Re: MaxOffsetNumber for Table AMs

From: Peter Geoghegan <pg(at)bowt(dot)ie>
To: Tom Lane <tgl(at)sss(dot)pgh(dot)pa(dot)us>
Cc: Robert Haas <robertmhaas(at)gmail(dot)com>, Jeff Davis <pgsql(at)j-davis(dot)com>, "pgsql-hackers(at)postgresql(dot)org" <pgsql-hackers(at)postgresql(dot)org>
Subject: Re: MaxOffsetNumber for Table AMs
Date: 2021-04-30 17:28:37
Message-ID: CAH2-WzneVxuCZBMW+MWPATS916xGjQVmguOb2ibJg=hJ0yTZhQ@mail.gmail.com
Views: Raw Message | Whole Thread | Download mbox | Resend email
Thread:
Lists: pgsql-hackers

On Fri, Apr 30, 2021 at 10:10 AM Tom Lane <tgl(at)sss(dot)pgh(dot)pa(dot)us> wrote:
> > There are two major reasons why I want variable-width tuple IDs. One
> > is global indexes, where you need as many bits as the AMs implementing
> > the partitions need, plus some extra bits to identify which partition
> > is relevant for a particular tuple. No fixed number of bits that you
> > make available can ever be sufficient here,
>
> I agree that global indexes need more bits, but it doesn't necessarily
> follow that we must have variable-width TIDs. We could for example
> say that "real" TIDs are only 48 bits and index AMs that want to be
> usable as global indexes must be capable of handling 64-bit TIDs,
> leaving 16 bits for partition ID. A more forward-looking definition
> would require global index AMs to store 96 bits (partition OID plus
> 64-bit TID). Either way would be far simpler for every moving part
> involved than going over to full varlena TIDs.

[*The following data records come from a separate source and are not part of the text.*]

//! Per-document state machine: authoritative content, monotonic version,
//! and a bounded history of applied operations.
//!
//! The engine is single-threaded by design; the enclosing session
//! serialises every call. Clients submit their whole buffer together with
//! the version they last acknowledged. The engine reconstructs the content
//! at that base version from its history window, diffs the buffer against
//! it to recover the client's edit, rebases the edit through every
//! operation the client has not seen, and applies it.
//!
//! ```text
//! window_base ──[hist v-2]──[hist v-1]──[hist v]── content
//!      ▲                                              ▲
//!      └── content_at(client_version) ── diff ── op ──┘ (rebased, applied)
//! ```

use std::collections::VecDeque;

use crate::operation::{apply, diff, transform, Operation, OtError};

/// Number of acknowledged operations retained for rebasing.
pub const DEFAULT_HISTORY_WINDOW: usize = 256;

/// Outcome of a processed update.
#[derive(Debug, Clone, PartialEq, Eq)]
pub struct Update {
    /// Authoritative content after the update.
    pub content: String,
    /// Authoritative version after the update.
    pub version: u64,
    /// False when the proposed buffer carried no change.
    pub changed: bool,
    /// True when the update could not be expressed as an operation and the
    /// client content overwrote the document instead.
    pub diverged: bool,
}

struct HistoryEntry {
    op: Operation,
    /// Document version this entry produced.
    version: u64,
}

/// The authoritative document.
///
/// Invariants: `version` counts the updates ever applied (divergence
/// overwrites included); history entries carry strictly increasing
/// versions; `window_base` is the content at version
/// `version - history.len()`, so replaying the window from it reproduces
/// the current content.
pub struct DocumentEngine {
    content: String,
    version: u64,
    history: VecDeque<HistoryEntry>,
    window_base: String,
    history_window: usize,
}

impl DocumentEngine {
    /// Empty document at version 0.
    pub fn new() -> Self {
        Self::with_content("", 0)
    }

    /// Restore a document loaded from storage.
    pub fn with_content(content: impl Into<String>, version: u64) -> Self {
        let content = content.into();
        Self {
            window_base: content.clone(),
            content,
            version,
            history: VecDeque::new(),
            history_window: DEFAULT_HISTORY_WINDOW,
        }
    }

    /// Shrink the rebase window, mainly for exercising the exhaustion path.
    pub fn with_history_window(mut self, window: usize) -> Self {
        self.history_window = window.max(1);
        self
    }

    pub fn content(&self) -> &str {
        &self.content
    }

    pub fn version(&self) -> u64 {
        self.version
    }

    /// Current content and version.
    pub fn snapshot(&self) -> (&str, u64) {
        (&self.content, self.version)
    }

    pub fn history_len(&self) -> usize {
        self.history.len()
    }

    /// Process a whole-buffer update from `client`, who last acknowledged
    /// `client_version`.
    ///
    /// On an apply error the document is left untouched and the error
    /// surfaces unchanged. Updates whose base version has fallen out of
    /// the history window, or that are not a single contiguous edit,
    /// overwrite the document with the client content and are reported as
    /// diverged.
    pub fn process_update(
        &mut self,
        client: &str,
        proposed: &str,
        client_version: u64,
    ) -> Result<Update, OtError> {
        let behind = client_version < self.version;
        let base = if behind {
            match self.content_at(client_version) {
                Some(content) => content,
                None => {
                    log::warn!(
                        "divergence: client {client} at v{client_version} predates history \
                         (server v{}), overwriting",
                        self.version
                    );
                    return Ok(self.overwrite(proposed));
                }
            }
        } else {
            self.content.clone()
        };

        let op = diff(&base, proposed, client).with_version(client_version);

        if op.is_retain() {
            if proposed == base {
                // No change relative to what the client last saw.
                return Ok(Update {
                    content: self.content.clone(),
                    version: self.version,
                    changed: false,
                    diverged: false,
                });
            }
            // Equal-length replace or a non-contiguous edit: not expressible
            // as one operation, so the client content wins wholesale.
            log::warn!(
                "divergence: update from {client} (v{client_version}) is not a single edit, \
                 overwriting"
            );
            return Ok(self.overwrite(proposed));
        }

        let op = if behind {
            self.rebase(op, client_version, client)
        } else {
            op
        };

        let next = apply(&self.content, &op)?;
        self.version += 1;
        self.history.push_back(HistoryEntry {
            op,
            version: self.version,
        });
        self.content = next;
        self.trim_window();
        Ok(Update {
            content: self.content.clone(),
            version: self.version,
            changed: true,
            diverged: false,
        })
    }

    /// Version of `window_base`: the oldest version still reconstructible.
    fn window_base_version(&self) -> u64 {
        self.version - self.history.len() as u64
    }

    /// Reconstruct the content at `version` by replaying the window.
    ///
    /// `None` when the version predates the retained history.
    fn content_at(&self, version: u64) -> Option<String> {
        if version < self.window_base_version() {
            return None;
        }
        let mut content = self.window_base.clone();
        for entry in &self.history {
            if entry.version > version {
                break;
            }
            content = apply(&content, &entry.op).ok()?;
        }
        Some(content)
    }

    /// Shift the incoming operation past every retained operation the
    /// client has not seen, in application order. The client's own entries
    /// are already reflected in its buffer and are skipped.
    fn rebase(&self, mut op: Operation, client_version: u64, client: &str) -> Operation {
        for entry in &self.history {
            if entry.version <= client_version {
                continue;
            }
            if entry.op.client() == Some(client) {
                continue;
            }
            op = transform(&op, &entry.op).0;
        }
        op
    }

    fn trim_window(&mut self) {
        while self.history.len() > self.history_window {
            let Some(entry) = self.history.pop_front() else {
                break;
            };
            match apply(&self.window_base, &entry.op) {
                Ok(next) => self.window_base = next,
                Err(e) => {
                    // The window no longer replays; fall back to covering
                    // only the current version.
                    log::error!("history window inconsistent, dropping it: {e}");
                    self.history.clear();
                    self.window_base.clone_from(&self.content);
                }
            }
        }
    }

    /// Divergence fallback: the client content replaces the document.
    ///
    /// The history cannot span the jump, so the window restarts at the new
    /// content; older clients take this same path until they resync.
    fn overwrite(&mut self, proposed: &str) -> Update {
        self.content = proposed.to_string();
        self.version += 1;
        self.window_base.clone_from(&self.content);
        self.history.clear();
        Update {
            content: self.content.clone(),
            version: self.version,
            changed: true,
            diverged: true,
        }
    }
}

impl Default for DocumentEngine {
    fn default() -> Self {
        Self::new()
    }
}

The question of how the on-disk format on indexes needs to be changed
to accomodate global indexes seems like an entirely separate question
to how we go about expanding or redefining TIDs.

Global indexes should work by adding an extra column that is somewhat
like a TID, that may even have its own pg_attribute entry. It's much
more natural to make the partition number a separate column IMV --
nbtree suffix truncation and deduplication can work in about the same
way as before. Plus you'll need to do predicate pushdown using the
partition identifier in some scenarios anyway. You can make the
partition identifier variable-width without imposing the cost and
complexity of variable-width TIDs on index AMs.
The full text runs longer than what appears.